In Ihrem letzten Buch haben Sie das Modell vom „Inneren Team“ entwickelt. Dabei geht es um inneres Konfliktmanagement bei schwierigen Entscheidungen. Damit würdigen Sie im Grunde die Pluralität der Stimmen und Gefühle, die wir manchmal in uns tragen. Wieso können wir besser kommunizieren, wenn wir widerstreitende Gefühle in uns identifizieren?
Plakativ gesagt: Wer sich selbst versteht, kommuniziert besser! Ein klares Selbstverständnis, eine achtsame Selbstempathie sind allerdings gar nicht leicht zu erreichen. Der Mensch ist mit sich selber nicht ein Herz und eine Seele, es gibt in fast allen Situationen des Lebens viele innere Wortmelder, die miteinander, durcheinander und gegeneinander agieren. Mit diesem „zerstrittenen Haufen“ in der Kommunikation und überhaupt im Leben eine klare Linie zu finden, das erfordert sowohl Sensibilität als auch Führung durch den „Chef“.

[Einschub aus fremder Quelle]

use std::cmp;
use std::path::PathBuf;
use std::time::Duration;

use serde::{Deserialize, Serialize};

use crate::error::ConfigError;
use crate::select::Reduction;

#[derive(Debug, Clone, Serialize, Deserialize)]
#[serde(rename_all = "camelCase")]
pub struct PipelineConfig {
    #[serde(default)]
    pub portal_root: Option<String>,

    #[serde(default = "default_data_dir")]
    pub data_dir: PathBuf,

    #[serde(default)]
    pub fetch: FetchConfig,

    #[serde(default)]
    pub listing: ListingConfig,

    #[serde(default)]
    pub record: RecordSchema,

    #[serde(default = "default_on_fetch_error")]
    pub on_fetch_error: OnError,

    #[serde(default = "default_on_parse_error")]
    pub on_parse_error: OnError,

    #[serde(default)]
    pub exclude_titles: Vec<String>,

    #[serde(default)]
    pub extra_resources: Vec<ExtraResource>,

    #[serde(default)]
    pub dry_run: bool,

    /// Narrows the records `list` and `mirror` act on
    #[serde(default)]
    pub reduction: Reduction,
}

impl Default for PipelineConfig {
    fn default() -> Self {
        Self {
            portal_root: None,
            data_dir: default_data_dir(),
            fetch: FetchConfig::default(),
            listing: ListingConfig::default(),
            record: RecordSchema::default(),
            on_fetch_error: default_on_fetch_error(),
            on_parse_error: default_on_parse_error(),
            exclude_titles: Vec::new(),
            extra_resources: Vec::new(),
            dry_run: false,
            reduction: Reduction::default(),
        }
    }
}

impl PipelineConfig {
    pub fn validate(&self) -> Result<(), ConfigError> {
        self.fetch.validate()?;
        if self.record.id_columns.is_empty() {
            return Err(ConfigError {
                field: "record.idColumns",
                reason: "must name at least one column".into(),
            });
        }
        if self.listing.item_selector.trim().is_empty() {
            return Err(ConfigError {
                field: "listing.itemSelector",
                reason: "must not be empty".into(),
            });
        }
        Ok(())
    }
}

fn default_data_dir() -> PathBuf {
    PathBuf::from("data")
}

fn default_on_fetch_error() -> OnError {
    OnError::SkipAndLog
}

fn default_on_parse_error() -> OnError {
    OnError::SkipAndLog
}

#[derive(Debug, Clone, Copy, PartialEq, Eq, Serialize, Deserialize)]
#[cfg_attr(feature = "clap", derive(clap::ValueEnum))]
pub enum OnError {
    Fail,
    SkipAndLog,
}

#[derive(Debug, Clone, Serialize, Deserialize)]
#[serde(rename_all = "camelCase")]
pub struct FetchConfig {
    #[serde(default = "default_user_agent")]
    pub user_agent: String,

    /// The maximum number of requests in flight
    #[serde(default = "default_max_concurrency")]
    pub max_concurrency: usize,

    /// Bounds both connection and total transfer time
    #[serde(default = "default_timeout_ms")]
    pub timeout_ms: u64,

    #[serde(default = "default_max_retries")]
    pub max_retries: u32,

    #[serde(default = "default_backoff_base_ms")]
    pub backoff_base_ms: u64,

    #[serde(default = "default_backoff_max_ms")]
    pub backoff_max_ms: u64,

    #[serde(default = "default_jitter")]
    pub jitter: bool,

    /// The minimum delay between two request starts against the same host
    #[serde(default = "default_min_interval_ms")]
    pub min_interval_ms: u64,
}

impl Default for FetchConfig {
    fn default() -> Self {
        Self {
            user_agent: default_user_agent(),
            max_concurrency: default_max_concurrency(),
            timeout_ms: default_timeout_ms(),
            max_retries: default_max_retries(),
            backoff_base_ms: default_backoff_base_ms(),
            backoff_max_ms: default_backoff_max_ms(),
            jitter: default_jitter(),
            min_interval_ms: default_min_interval_ms(),
        }
    }
}

impl FetchConfig {
    pub fn validate(&self) -> Result<(), ConfigError> {
        if self.max_concurrency == 0 {
            return Err(ConfigError {
                field: "fetch.maxConcurrency",
                reason: "must be greater than 0".into(),
            });
        }
        if self.timeout_ms == 0 {
            return Err(ConfigError {
                field: "fetch.timeoutMs",
                reason: "must be greater than 0".into(),
            });
        }
        if self.backoff_max_ms < self.backoff_base_ms {
            return Err(ConfigError {
                field: "fetch.backoffMaxMs",
                reason: format!("must be at least backoffBaseMs ({})", self.backoff_base_ms),
            });
        }
        Ok(())
    }

    pub fn timeout(&self) -> Duration {
        Duration::from_millis(self.timeout_ms)
    }

    pub fn min_interval(&self) -> Duration {
        Duration::from_millis(self.min_interval_ms)
    }

    /// Un-jittered wait before the attempt following `attempt` (1-based).
    pub fn backoff(&self, attempt: u32) -> Duration {
        let exp = attempt.saturating_sub(1).min(31);
        let delay = self.backoff_base_ms.saturating_mul(1u64 << exp);
        Duration::from_millis(cmp::min(delay, self.backoff_max_ms))
    }
}

fn default_user_agent() -> String {
    String::from("PortalHarvester/0.1")
}

fn default_max_concurrency() -> usize {
    cmp::max(1, num_cpus::get().saturating_sub(2))
}

fn default_timeout_ms() -> u64 {
    30_000
}

fn default_max_retries() -> u32 {
    3
}

fn default_backoff_base_ms() -> u64 {
    1_000
}

fn default_backoff_max_ms() -> u64 {
    30_000
}

fn default_jitter() -> bool {
    true
}

fn default_min_interval_ms() -> u64 {
    250
}

#[derive(Debug, Clone, Copy, PartialEq, Eq, Default, Serialize, Deserialize)]
#[serde(rename_all = "camelCase")]
pub enum ListingFormat {
    #[default]
    Auto,
    Html,
    Sitemap,
}

#[derive(Debug, Clone, Serialize, Deserialize)]
#[serde(rename_all = "camelCase")]
pub struct ListingConfig {
    #[serde(default)]
    pub format: ListingFormat,

    /// Anchors pointing at resource pages
    #[serde(default = "default_item_selector")]
    pub item_selector: String,

    /// Attribute of the item holding its last-modified hint
    #[serde(default)]
    pub hint_attr: Option<String>,

    /// Attribute of the item used as external id instead of its resolved url
    #[serde(default)]
    pub id_attr: Option<String>,

    /// Anchors pointing at the next page of the same listing
    #[serde(default)]
    pub next_page_selector: Option<String>,

    /// Anchors pointing at nested listing pages
    #[serde(default)]
    pub child_listing_selector: Option<String>,
}

impl Default for ListingConfig {
    fn default() -> Self {
        Self {
            format: ListingFormat::default(),
            item_selector: default_item_selector(),
            hint_attr: None,
            id_attr: None,
            next_page_selector: None,
            child_listing_selector: None,
        }
    }
}

fn default_item_selector() -> String {
    String::from("li.collection-item a")
}

#[derive(Debug, Clone, Copy, PartialEq, Eq, Default, Serialize, Deserialize)]
#[serde(rename_all = "camelCase")]
pub enum ColumnKind {
    #[default]
    Text,
    Number,
    Timestamp,
    /// Western or Japanese-era year, stored as a number
    Year,
}

#[derive(Debug, Clone, PartialEq, Eq, Serialize, Deserialize)]
#[serde(rename_all = "camelCase")]
pub struct ColumnSpec {
    pub name: String,
    #[serde(default)]
    pub kind: ColumnKind,
    #[serde(default)]
    pub required: bool,
}

#[derive(Debug, Clone, Serialize, Deserialize)]
#[serde(rename_all = "camelCase")]
pub struct RecordSchema {
    #[serde(default = "default_table_selector")]
    pub table_selector: String,

    #[serde(default = "default_id_columns")]
    pub id_columns: Vec<String>,

    /// Typed or required columns, any other header is kept as text
    #[serde(default = "default_columns")]
    pub columns: Vec<ColumnSpec>,

    /// Headers whose cells are dropped
    #[serde(default = "default_ignore_columns")]
    pub ignore_columns: Vec<String>,

    #[serde(default = "default_link_field")]
    pub link_field: Option<String>,
}

impl Default for RecordSchema {
    fn default() -> Self {
        Self {
            table_selector: default_table_selector(),
            id_columns: default_id_columns(),
            columns: default_columns(),
            ignore_columns: default_ignore_columns(),
            link_field: default_link_field(),
        }
    }
}

impl RecordSchema {
    pub fn column(&self, name: &str) -> Option<&ColumnSpec> {
        self.columns.iter().find(|c| c.name == name)
    }
}

fn default_table_selector() -> String {
    String::from("table.responsive-table")
}

fn default_id_columns() -> Vec<String> {
    vec![String::from("ファイル名")]
}

fn default_columns() -> Vec<ColumnSpec> {
    vec![
        ColumnSpec {
            name: String::from("ファイル名"),
            kind: ColumnKind::Text,
            required: true,
        },
        ColumnSpec {
            name: String::from("年度"),
            kind: ColumnKind::Year,
            required: false,
        },
    ]
}

fn default_ignore_columns() -> Vec<String> {
    vec![String::from("ダウンロード")]
}

fn default_link_field() -> Option<String> {
    Some(String::from("link"))
}

#[derive(Debug, Clone, PartialEq, Eq, Serialize, Deserialize)]
#[serde(rename_all = "camelCase")]
pub struct ExtraResource {
    pub url: String,
    #[serde(default)]
    pub title: Option<String>,
}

Die gute Nachricht: Es ist menschenmöglich, aus der Not (der Pluralität und Uneinigkeit) eine Tugend zu machen: die Kräfte zu vereinen, die Weisheit der einzelnen Wortmelder zu integrieren und die innere Vielfalt für Synergien zu nutzen. „Exzellenz ist vernetzte Vielfalt“ heißt es im Leitbild der Universität. Das gilt auch für Individuen. Es ergibt sich daraus aber auch die folgenschwere Erkenntnis, dass eine bessere Kommunikation nicht allein durch Training erreichbar ist, sondern auch eine Auseinandersetzung mit dem inneren Menschen erfordert. Dass die Selbstklärung eine so wichtige Rolle spielt, wusste der frischgebackene Diplompsychologe von 1971, der als „Trainer“ die Bühne betrat, noch nicht.
Sie haben in Ihrer Abschiedsveranstaltung Ihre Arbeit Revue passieren lassen, dabei auch ein gutes Stück Geschichte der Universität reflektiert. Als Student haben Sie die legendäre Besetzung des Audimax miterlebt, Sie selbst sind in den 70ern zum Professor berufen worden, heute haben Sie sich wiederum im Audimax vor einem vollen Auditorium verabschiedet. Wie war das für Sie?
Dass Audimax 1+2 bis auf den letzten Platz voll sind, das war, was die Psychologie betrifft, zuletzt bei der Ehrendoktorfeier für Ruth Cohn 1979 der Fall. Diese meine Abschiedsveranstaltung war für mich überaus bewegend – sie geriet daher emotionaler, als ich geplant hatte (ich war wild entschlossen, die Fassung zu bewahren!). 42 Jahre waren eine lange Zeit!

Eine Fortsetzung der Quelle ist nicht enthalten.